RECORD EXTRACTS Start Marker

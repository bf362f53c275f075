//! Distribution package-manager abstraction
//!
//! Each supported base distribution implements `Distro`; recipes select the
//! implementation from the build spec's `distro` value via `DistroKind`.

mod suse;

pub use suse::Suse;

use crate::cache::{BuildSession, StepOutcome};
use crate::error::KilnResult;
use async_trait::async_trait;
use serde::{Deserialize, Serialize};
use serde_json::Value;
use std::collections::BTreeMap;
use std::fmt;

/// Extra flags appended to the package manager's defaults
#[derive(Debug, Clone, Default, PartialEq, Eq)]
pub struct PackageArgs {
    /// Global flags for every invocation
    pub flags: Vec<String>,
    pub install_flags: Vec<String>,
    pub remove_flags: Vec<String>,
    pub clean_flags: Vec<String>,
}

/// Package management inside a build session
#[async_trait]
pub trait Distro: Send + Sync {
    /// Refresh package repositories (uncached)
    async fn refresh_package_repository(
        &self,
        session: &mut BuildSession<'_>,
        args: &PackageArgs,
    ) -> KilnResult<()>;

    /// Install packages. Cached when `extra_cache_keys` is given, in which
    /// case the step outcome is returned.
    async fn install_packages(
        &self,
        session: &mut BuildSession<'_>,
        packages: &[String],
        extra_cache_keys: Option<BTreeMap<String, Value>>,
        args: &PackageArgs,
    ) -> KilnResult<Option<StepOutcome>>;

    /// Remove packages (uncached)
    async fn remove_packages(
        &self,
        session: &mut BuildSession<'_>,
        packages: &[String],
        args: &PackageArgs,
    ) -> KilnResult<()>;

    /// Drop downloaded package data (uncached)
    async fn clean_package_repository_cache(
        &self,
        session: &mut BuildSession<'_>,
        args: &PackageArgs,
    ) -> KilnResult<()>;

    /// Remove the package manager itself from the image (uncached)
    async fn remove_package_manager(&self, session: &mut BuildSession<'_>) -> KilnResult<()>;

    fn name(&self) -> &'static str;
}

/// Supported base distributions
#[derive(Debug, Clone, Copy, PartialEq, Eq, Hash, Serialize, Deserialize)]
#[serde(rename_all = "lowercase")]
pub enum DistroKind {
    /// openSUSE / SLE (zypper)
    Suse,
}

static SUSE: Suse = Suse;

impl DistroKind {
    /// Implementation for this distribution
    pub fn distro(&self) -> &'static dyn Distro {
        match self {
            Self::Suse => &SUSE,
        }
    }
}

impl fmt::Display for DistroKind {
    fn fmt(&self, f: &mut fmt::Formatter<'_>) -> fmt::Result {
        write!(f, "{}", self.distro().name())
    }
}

RECORD EXTRACTS End Marker

DESCRIPTION OF THE TASK »
Write out exactly the lines from the line containing "static SUSE: Suse = Suse;" to the end of the listing above, both included, and nothing else.

EXERCISE ANSWER »
static SUSE: Suse = Suse;

impl DistroKind {
    /// Implementation for this distribution
    pub fn distro(&self) -> &'static dyn Distro {
        match self {
            Self::Suse => &SUSE,
        }
    }
}

impl fmt::Display for DistroKind {
    fn fmt(&self, f: &mut fmt::Formatter<'_>) -> fmt::Result {
        write!(f, "{}", self.distro().name())
    }
}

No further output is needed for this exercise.